There is only one country in the world that offers all of the above. Kenya! Pardon me for strumming on this “I love Kenya” guitar, but in the greater scheme of things, we have a heck of a lot on offer and for the most part are not charging anywhere near €300 a night for bed only in the Maasai Mara — neither are we charging usurious cover charges in nondescript restaurants for that matter.

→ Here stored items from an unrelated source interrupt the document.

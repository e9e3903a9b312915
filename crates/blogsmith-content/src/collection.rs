//! Collection definitions and the collection registry.

use std::collections::{BTreeMap, btree_map};

use blogsmith_core::{CollectionConfig, Config, Schema};

use crate::{
    error::{ContentError, Result},
    loader::GlobLoader,
};

/// A named collection: a loader plus the schema its documents must satisfy.
#[derive(Debug, Clone)]
pub struct CollectionDef {
    pub name: String,
    pub loader: GlobLoader,
    pub schema: Schema,
}

impl CollectionDef {
    pub fn new(name: impl Into<String>, loader: GlobLoader, schema: Schema) -> Self {
        Self {
            name: name.into(),
            loader,
            schema,
        }
    }

    /// Compile a collection from its configuration.
    pub fn from_config(name: impl Into<String>, config: &CollectionConfig) -> Result<Self> {
        Ok(Self::new(
            name,
            GlobLoader::from_config(&config.loader)?,
            config.schema.clone(),
        ))
    }
}

/// The active `blog` collection: `**/*.md` under `src/content/post`.
pub fn blog_collection() -> Result<CollectionDef> {
    CollectionDef::from_config("blog", &CollectionConfig::blog())
}

/// The older `blog` definition under `src/pages/post`.
///
/// It shares the `blog` name with [`blog_collection`], so a registry can hold
/// only one of the two.
pub fn legacy_blog_collection() -> Result<CollectionDef> {
    CollectionDef::from_config("blog", &CollectionConfig::legacy_blog())
}

/// Registry of collections keyed by name.
#[derive(Debug, Clone, Default)]
pub struct Collections {
    defs: BTreeMap<String, CollectionDef>,
}

impl Collections {
    pub fn new() -> Self {
        Self::default()
    }

    /// Register a collection. A name may only be defined once.
    pub fn define(&mut self, def: CollectionDef) -> Result<()> {
        match self.defs.entry(def.name.clone()) {
            btree_map::Entry::Occupied(existing) => Err(ContentError::DuplicateCollection {
                name: def.name,
                existing: existing.get().loader.base().to_path_buf(),
            }),
            btree_map::Entry::Vacant(slot) => {
                slot.insert(def);
                Ok(())
            }
        }
    }

    /// All collections declared by a configuration.
    pub fn from_config(config: &Config) -> Result<Self> {
        let mut collections = Self::new();
        for (name, collection) in &config.collections {
            collections.define(CollectionDef::from_config(name, collection)?)?;
        }
        Ok(collections)
    }

    pub fn get(&self, name: &str) -> Option<&CollectionDef> {
        self.defs.get(name)
    }

    /// Collections in name order.
    pub fn iter(&self) -> impl Iterator<Item = &CollectionDef> {
        self.defs.values()
    }

    pub fn len(&self) -> usize {
        self.defs.len()
    }

    pub fn is_empty(&self) -> bool {
        self.defs.is_empty()
    }
}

It is a question of choosing between mass tourists who come on cheap holiday packages, never leaving their hotel rooms to purchase items from our domestic curio markets, eat at our restaurants or spend money in our retail outlets, or electing to push for a higher end tourist segment that is willing to pay more thereby creating value for the country by ensuring the tourism industry is a larger source of tax revenues.

This argument can be viewed as simplistic at best and utopian at worst.

But from an East African regional perspective, the other countries have nothing on us when it comes to hospitality, wildlife variety — my sources at KWS say that neither Ethiopia nor Rwanda have rhinos, Uganda has three and Tanzania has 66 — and domestic air travel options.

So let us go back to the drawing board, raise those tourist visa prices and stop wondering what will happen to tourists who quibble about a $50 visa, those are the cheap fellows.

Let us raise our park fees for international tourists and increase the taxes on room rates to get more tax shillings for the country.

Let us begin to look at our wildlife as the scarce commodity that it is, and price ourselves up.